▶ Activity: Copy the line with "pub fn with_config(mut" and all lines following it through the last line of the entries, exactly as written.

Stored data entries
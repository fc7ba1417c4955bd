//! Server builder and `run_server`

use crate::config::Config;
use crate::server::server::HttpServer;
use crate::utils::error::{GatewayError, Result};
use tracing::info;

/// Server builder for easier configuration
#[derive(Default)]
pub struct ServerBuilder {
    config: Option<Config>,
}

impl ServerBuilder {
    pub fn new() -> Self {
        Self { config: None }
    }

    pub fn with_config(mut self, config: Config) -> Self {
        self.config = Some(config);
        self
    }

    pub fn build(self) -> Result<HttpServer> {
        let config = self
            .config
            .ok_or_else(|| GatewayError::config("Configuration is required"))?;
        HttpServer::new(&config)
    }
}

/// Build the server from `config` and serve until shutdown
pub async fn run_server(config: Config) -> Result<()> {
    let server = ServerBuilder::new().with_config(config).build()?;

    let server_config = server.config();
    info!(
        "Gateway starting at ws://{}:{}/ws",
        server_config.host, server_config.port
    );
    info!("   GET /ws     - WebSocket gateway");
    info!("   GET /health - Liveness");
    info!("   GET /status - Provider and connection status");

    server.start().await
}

▶ Response to this exercise:
    pub fn with_config(mut self, config: Config) -> Self {
        self.config = Some(config);
        self
    }

    pub fn build(self) -> Result<HttpServer> {
        let config = self
            .config
            .ok_or_else(|| GatewayError::config("Configuration is required"))?;
        HttpServer::new(&config)
    }
}

/// Build the server from `config` and serve until shutdown
pub async fn run_server(config: Config) -> Result<()> {
    let server = ServerBuilder::new().with_config(config).build()?;

    let server_config = server.config();
    info!(
        "Gateway starting at ws://{}:{}/ws",
        server_config.host, server_config.port
    );
    info!("   GET /ws     - WebSocket gateway");
    info!("   GET /health - Liveness");
    info!("   GET /status - Provider and connection status");

    server.start().await
}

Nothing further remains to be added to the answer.